→ EXERCISE DETAILS:
Write out exactly what each line says, starting with the first line below and ending on the one with "use tracing::trace;".

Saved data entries
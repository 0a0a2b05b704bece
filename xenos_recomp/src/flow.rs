//! Control-flow shape analysis and the body walk.
//!
//! A pre-pass decides between the two emission shapes. When every `CondJmp`
//! is a forward conditional the program is emitted as nested `if` blocks
//! closed at the jump targets; any unconditional or backward jump forces the
//! dispatched `while (true) switch (pc)` form.

use tracing::trace;
use xenos_shader::code::{Alu, CoIssue, ControlFlow, Fetch, SLOT_SIZE};
use xenos_shader::reader::EofError;

use crate::{ErrorImpl, Recompiler, SpecConstants};

/// Result of the control-flow pre-pass.
#[derive(Clone, Debug)]
pub(crate) struct FlowInfo {
    pub structured: bool,
    /// Byte size of the control-flow program, truncated to the first
    /// referenced data instruction.
    pub size: u32,
    /// Decoded instructions in program-counter order, two per slot.
    pub ops: Vec<ControlFlow>,
}

pub(crate) fn read_slot(words: &[u32], index: usize) -> Result<[u32; 3], EofError> {
    match words.get(index..index + 3) {
        Some(words) => Ok([words[0], words[1], words[2]]),
        None => Err(EofError {
            on: "microcode",
            offset: index * 4,
        }),
    }
}

impl Recompiler {
    pub(crate) fn analyze_control_flow(
        &mut self,
        code: &[u32],
        size: u32,
    ) -> Result<FlowInfo, ErrorImpl> {
        let mut structured = true;
        let mut ops = Vec::new();

        let mut size = size;
        let mut address = 0;
        let mut slot = 0;

        // Exec addresses point at data slots, so the smallest one bounds the
        // control-flow program.
        while address < size {
            for op in ControlFlow::decode_slot(read_slot(code, slot * 3)?) {
                if let Some((target, _, _)) = op.exec_block() {
                    if target != 0 {
                        size = size.min(target * SLOT_SIZE as u32);
                    }
                }

                if let ControlFlow::CondJmp(jmp) = &op {
                    if jmp.is_unconditional || jmp.direction {
                        structured = false;
                    } else {
                        *self.if_end_labels.entry(jmp.address).or_insert(0) += 1;
                    }
                }

                ops.push(op);
            }

            slot += 1;
            address += SLOT_SIZE as u32;
        }

        Ok(FlowInfo {
            structured,
            size,
            ops,
        })
    }

    pub(crate) fn emit_body(&mut self, code: &[u32], flow: &FlowInfo) -> Result<(), ErrorImpl> {
        if flow.structured {
            self.out.push('\n');
            self.indentation = 1;
        } else {
            self.push("\n\tuint pc = 0;\n");
            self.push("\twhile (true)\n");
            self.push("\t{\n");
            self.push("\t\tswitch (pc)\n");
            self.push("\t\t{\n");
        }

        let mut pc: u32 = 0;
        for slot in 0..flow.size as usize / SLOT_SIZE {
            for half in 0..2 {
                let op = flow.ops[slot * 2 + half];

                if !flow.structured {
                    self.indentation = 3;
                    self.println(format_args!("\t\tcase {}:", pc));
                } else if let Some(count) = self.if_end_labels.get(&pc).copied() {
                    for _ in 0..count {
                        self.indentation -= 1;
                        self.indent();
                        self.push("}\n");
                    }
                }

                pc += 1;

                match &op {
                    ControlFlow::LoopStart(cf) => {
                        if flow.structured {
                            self.indent();
                            self.println(format_args!(
                                "UNROLL for (aL = 0; aL < i{}.x; aL++)",
                                cf.loop_id
                            ));
                            self.indent();
                            self.push("{\n");
                            self.indentation += 1;
                        } else {
                            self.push("\t\t\taL = 0;\n");
                        }
                    }
                    ControlFlow::LoopEnd(cf) => {
                        if flow.structured {
                            self.indentation -= 1;
                            self.indent();
                            self.push("}\n");
                        } else {
                            self.push("\t\t\t++aL;\n");
                            self.println(format_args!("\t\t\tif (aL < i{}.x)", cf.loop_id));
                            self.push("\t\t\t{\n");
                            self.println(format_args!("\t\t\t\tpc = {};", cf.address));
                            self.push("\t\t\t\tcontinue;\n");
                            self.push("\t\t\t}\n");
                        }
                    }
                    ControlFlow::CondJmp(cf) => {
                        if cf.is_unconditional {
                            // The pre-pass forces the dispatched shape for
                            // unconditional jumps.
                            self.println(format_args!("\t\t\tpc = {};", cf.address));
                            self.push("\t\t\tcontinue;\n");
                        } else {
                            self.indent();
                            if cf.is_predicated {
                                self.println(format_args!(
                                    "if ({}p0)",
                                    if cf.condition ^ flow.structured { "" } else { "!" }
                                ));
                            } else if let Some(name) =
                                self.bool_constants.get(&cf.bool_address).cloned()
                            {
                                self.println(format_args!(
                                    "if ((g_Booleans & {}) {}= 0)",
                                    name,
                                    if cf.condition ^ flow.structured { "!" } else { "=" }
                                ));
                            } else {
                                self.println(format_args!(
                                    "if ({})",
                                    if cf.condition ^ flow.structured {
                                        "false"
                                    } else {
                                        "true"
                                    }
                                ));
                            }

                            if flow.structured {
                                self.indent();
                                self.push("{\n");
                                self.indentation += 1;
                            } else {
                                self.push("\t\t\t{\n");
                                self.println(format_args!("\t\t\t\tpc = {};", cf.address));
                                self.push("\t\t\t\tcontinue;\n");
                                self.push("\t\t\t}\n");
                            }
                        }
                    }
                    _ => (),
                }

                if let Some((address, count, sequence)) = op.exec_block() {
                    for (i, is_fetch) in CoIssue::new(sequence, count).enumerate() {
                        let words = read_slot(code, (address as usize + i) * 3)?;

                        if is_fetch {
                            match Fetch::decode(words) {
                                Fetch::Vertex(fetch) => {
                                    self.emit_vertex_fetch(&fetch, address + i as u32)?;
                                }
                                Fetch::Texture(fetch) => {
                                    if fetch.const_index == 10 {
                                        // The global-illumination sampler can
                                        // be upgraded to bicubic filtering.
                                        self.spec_constants |=
                                            SpecConstants::BICUBIC_GI_FILTER;

                                        self.indent();
                                        self.push(
                                            "if (g_SpecConstants() & SPEC_CONSTANT_BICUBIC_GI_FILTER)\n",
                                        );
                                        self.indent();
                                        self.push("{\n");

                                        self.indentation += 1;
                                        self.emit_texture_fetch(&fetch, true);
                                        self.indentation -= 1;

                                        self.indent();
                                        self.push("}\n");
                                        self.indent();
                                        self.push("else\n");
                                        self.indent();
                                        self.push("{\n");

                                        self.indentation += 1;
                                        self.emit_texture_fetch(&fetch, false);
                                        self.indentation -= 1;

                                        self.indent();
                                        self.push("}\n");
                                    } else {
                                        self.emit_texture_fetch(&fetch, false);
                                    }
                                }
                                Fetch::Other(opcode) => {
                                    trace!(opcode, "skipping fetch instruction");
                                }
                            }
                        } else {
                            let alu = Alu::decode(words);
                            self.emit_alu(&alu)?;
                        }
                    }
                }

                if op.terminates() {
                    self.emit_termination(flow.structured);
                }
            }
        }

        if !flow.structured {
            self.push("\t\t\tbreak;\n");
            self.push("\t\t}\n");
            self.push("\t\tbreak;\n");
            self.push("\t}\n");
        }

        if self.has_mtx_projection {
            self.push("\t}\n");
        }

        if !flow.structured || self.has_mtx_projection {
            self.push("\treturn output;\n");
        }

        self.push("}");

        Ok(())
    }

    fn emit_termination(&mut self, structured: bool) {
        if self.is_pixel_shader {
            self.spec_constants |= SpecConstants::ALPHA_TEST;

            self.indent();
            self.push("BRANCH if (g_SpecConstants() & SPEC_CONSTANT_ALPHA_TEST)\n");
            self.indent();
            self.push("{\n");
            self.indent();
            self.push("\tclip(output.oC0.w - g_AlphaThreshold);\n");
            self.indent();
            self.push("}\n");

            self.spec_constants |= SpecConstants::ALPHA_TO_COVERAGE;

            self.indent();
            self.push("else if (g_SpecConstants() & SPEC_CONSTANT_ALPHA_TO_COVERAGE)\n");
            self.indent();
            self.push("{\n");
            self.indent();
            self.push("\toutput.oC0.w *= 1.0 + computeMipLevel(pixelCoord) * 0.25;\n");
            self.indent();
            self.push(
                "\toutput.oC0.w = 0.5 + (output.oC0.w - g_AlphaThreshold) / max(fwidth(output.oC0.w), 1e-6);\n",
            );
            self.indent();
            self.push("}\n");
        } else {
            self.push("\tif (g_ClipPlaneEnabled) output.clipDistance = dot(output.oPos, g_ClipPlane);\n");
            self.push("\toutput.oPos.xy += g_HalfPixelOffset * output.oPos.w;\n");
        }

        if structured {
            self.indent();
            if self.has_mtx_projection {
                self.push("continue;\n");
            } else {
                self.push("return output;\n");
            }
        } else {
            self.push("\t\t\tbreak;\n");
        }
    }
}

→ TASK OUTPUT:
repository 0a0a2b05b704bece
filename xenos_recomp/src/flow.rs
//! Control-flow shape analysis and the body walk.
//!
//! A pre-pass decides between the two emission shapes. When every `CondJmp`
//! is a forward conditional the program is emitted as nested `if` blocks
//! closed at the jump targets; any unconditional or backward jump forces the
//! dispatched `while (true) switch (pc)` form.

use tracing::trace;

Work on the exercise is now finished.